More Than 400 U.K. Police Employees Disciplined For Computer Misuse, New Data Says

Documents released under Freedom of Information Act reveal wide range of incidents

Tim Wilson, Editor in Chief, Dark Reading, Contributor

January 8, 2010

2 Min Read

More than 400 officers and staff of British police forces have been disciplined or dismissed for misuse of computers during the past five years, according to new data released under the U.K.'s Freedom of Information Act.

News reports across the U.K. offer a unique look into computer misuse inside organizations, which is widely acknowledged to be commonplace but seldom revealed to the public.

According to the reports, U.K. police forces employ some 239,000 officers, providing some scale to the 400-incident figure. "Given the large number of police staff who access computer systems every single day, nationally, the number of misuse cases are in fact very low," said a spokesman for the South Yorkshire police.

The records describe a wide range of incidents, ranging from overuse of the Web for nonwork-related browsing to unauthorized access of police records. Officers were reprimanded for misuse of email and even for cyberbullying, the reports say.

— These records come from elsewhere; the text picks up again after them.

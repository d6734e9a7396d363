mod auth_dto;

pub use auth_dto::{
    ChangePasswordDto, ChangeUsernameDto, GoogleCallbackQuery, GoogleLoginQuery, LoginDto,
    MeResponseDto, SessionResponseDto, SignupDto,
};
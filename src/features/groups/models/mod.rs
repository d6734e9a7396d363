mod group;

pub use group::Group;
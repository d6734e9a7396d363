use std::sync::Arc;

use axum::{
    extract::{Query, State},
    http::{header, StatusCode},
    response::{AppendHeaders, Redirect},
    Json,
};
use validator::Validate;

use crate::core::error::{AppError, Result};
use crate::core::extractor::AppJson;
use crate::features::auth::dtos::{
    ChangePasswordDto, ChangeUsernameDto, GoogleCallbackQuery, GoogleLoginQuery, LoginDto,
    MeResponseDto, SessionResponseDto, SignupDto,
};
use crate::features::auth::models::{AuthenticatedUser, SessionToken};
use crate::features::auth::services::AuthService;
use crate::features::users::dtos::UserResponseDto;
use crate::shared::constants::SESSION_COOKIE;
use crate::shared::types::ApiResponse;

type SetCookie = AppendHeaders<[(header::HeaderName, String); 1]>;

fn session_cookie(token: &str, max_age_secs: u64) -> SetCookie {
    AppendHeaders([(
        header::SET_COOKIE,
        format!(
            "{}={}; Path=/; HttpOnly; SameSite=Lax; Max-Age={}",
            SESSION_COOKIE, token, max_age_secs
        ),
    )])
}

fn clear_session_cookie() -> SetCookie {
    AppendHeaders([(
        header::SET_COOKIE,
        format!("{}=; Path=/; HttpOnly; SameSite=Lax; Max-Age=0", SESSION_COOKIE),
    )])
}

/// Create a local account
#[utoipa::path(
    post,
    path = "/api/auth/signup",
    request_body = SignupDto,
    responses(
        (status = 201, description = "User created", body = ApiResponse<UserResponseDto>),
        (status = 400, description = "Validation error or email/username already taken")
    ),
    tag = "auth"
)]
pub async fn signup(
    State(service): State<Arc<AuthService>>,
    AppJson(dto): AppJson<SignupDto>,
) -> Result<(StatusCode, Json<ApiResponse<UserResponseDto>>)> {
    dto.validate()
        .map_err(|e| AppError::Validation(e.to_string()))?;

    let user = service.signup(dto).await?;

    Ok((
        StatusCode::CREATED,
        Json(ApiResponse::success(
            Some(user),
            Some("User created".to_string()),
            None,
        )),
    ))
}

/// Log in with local credentials and establish a session
#[utoipa::path(
    post,
    path = "/api/auth/login",
    request_body = LoginDto,
    responses(
        (status = 200, description = "Session established", body = ApiResponse<SessionResponseDto>),
        (status = 401, description = "Invalid credentials")
    ),
    tag = "auth"
)]
pub async fn login(
    State(service): State<Arc<AuthService>>,
    AppJson(dto): AppJson<LoginDto>,
) -> Result<(SetCookie, Json<ApiResponse<SessionResponseDto>>)> {
    dto.validate()
        .map_err(|e| AppError::Validation(e.to_string()))?;

    let (user, session) = service.login(dto).await?;

    let cookie = session_cookie(&session.token, service.session_ttl_secs());
    let response = SessionResponseDto {
        token: session.token,
        expires_at: session.expires_at,
        user: user.into(),
    };

    Ok((
        cookie,
        Json(ApiResponse::success(Some(response), None, None)),
    ))
}

/// Current session's user summary
#[utoipa::path(
    get,
    path = "/api/auth/me",
    responses(
        (status = 200, description = "Authenticated user", body = ApiResponse<MeResponseDto>),
        (status = 401, description = "Authentication required")
    ),
    tag = "auth",
    security(("session_token" = []))
)]
pub async fn get_me(user: AuthenticatedUser) -> Result<Json<ApiResponse<MeResponseDto>>> {
    Ok(Json(ApiResponse::success(Some(user.into()), None, None)))
}

/// Revoke the current session and clear the cookie
#[utoipa::path(
    post,
    path = "/api/auth/logout",
    responses(
        (status = 200, description = "Logged out"),
        (status = 401, description = "Authentication required")
    ),
    tag = "auth",
    security(("session_token" = []))
)]
pub async fn logout(
    State(service): State<Arc<AuthService>>,
    token: SessionToken,
) -> Result<(SetCookie, Json<ApiResponse<()>>)> {
    service.logout(&token.0).await?;

    Ok((
        clear_session_cookie(),
        Json(ApiResponse::success(
            None,
            Some("Logged out successfully".to_string()),
            None,
        )),
    ))
}

/// Change the authenticated user's username
#[utoipa::path(
    post,
    path = "/api/auth/change-username",
    request_body = ChangeUsernameDto,
    responses(
        (status = 200, description = "Username changed"),
        (status = 400, description = "Old username mismatch or no-op change"),
        (status = 409, description = "Username already taken"),
        (status = 401, description = "Authentication required")
    ),
    tag = "auth",
    security(("session_token" = []))
)]
pub async fn change_username(
    user: AuthenticatedUser,
    State(service): State<Arc<AuthService>>,
    AppJson(dto): AppJson<ChangeUsernameDto>,
) -> Result<Json<ApiResponse<()>>> {
    dto.validate()
        .map_err(|e| AppError::Validation(e.to_string()))?;

    service.change_username(&user, dto).await?;

    Ok(Json(ApiResponse::success(
        None,
        Some("Username changed".to_string()),
        None,
    )))
}

/// Change the authenticated user's password
#[utoipa::path(
    post,
    path = "/api/auth/change-password",
    request_body = ChangePasswordDto,
    responses(
        (status = 200, description = "Password changed"),
        (status = 403, description = "Invalid old password or externally-authenticated account"),
        (status = 401, description = "Authentication required")
    ),
    tag = "auth",
    security(("session_token" = []))
)]
pub async fn change_password(
    user: AuthenticatedUser,
    State(service): State<Arc<AuthService>>,
    AppJson(dto): AppJson<ChangePasswordDto>,
) -> Result<Json<ApiResponse<()>>> {
    dto.validate()
        .map_err(|e| AppError::Validation(e.to_string()))?;

    service.change_password(&user, dto).await?;

    Ok(Json(ApiResponse::success(
        None,
        Some("Password changed".to_string()),
        None,
    )))
}

/// Start the Google sign-in flow
#[utoipa::path(
    get,
    path = "/api/auth/google",
    params(GoogleLoginQuery),
    responses(
        (status = 307, description = "Redirect to the Google consent screen"),
    ),
    tag = "auth"
)]
pub async fn google_login(
    State(service): State<Arc<AuthService>>,
    Query(query): Query<GoogleLoginQuery>,
) -> Result<Redirect> {
    let url = service.google_login_url(query.role.as_deref()).await?;
    Ok(Redirect::temporary(&url))
}

/// Google sign-in callback: establishes a session and redirects to the
/// frontend
#[utoipa::path(
    get,
    path = "/api/auth/google/callback",
    params(GoogleCallbackQuery),
    responses(
        (status = 303, description = "Session established, redirect to the frontend"),
        (status = 401, description = "Unknown state or rejected code")
    ),
    tag = "auth"
)]
pub async fn google_callback(
    State(service): State<Arc<AuthService>>,
    Query(query): Query<GoogleCallbackQuery>,
) -> Result<(SetCookie, Redirect)> {
    let session = service.google_callback(&query.code, &query.state).await?;

    Ok((
        session_cookie(&session.token, service.session_ttl_secs()),
        Redirect::to(service.frontend_url()),
    ))
}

A company called 3ami, which provides user activity monitoring software to law enforcement agencies and other organizations, recently conducted a study of computer misuse in U.K. police forces. In the study, 96 percent of senior police officers said they believed abuse and/or misuse of U.K. police systems occurred "frequently."

"With more than 239,000 police officers employed in the U.K., as well as larger numbers of civilian staff, it's inevitable that human nature will rear its ugly head," said Tim Ellsmore, managing director at 3ami.

According to Ellsmore, the survey also found that inadequate staffing and lack of an effective digital audit trail were the two biggest barriers to investigating police officers or staff members suspected of illegal or inappropriate computer activity.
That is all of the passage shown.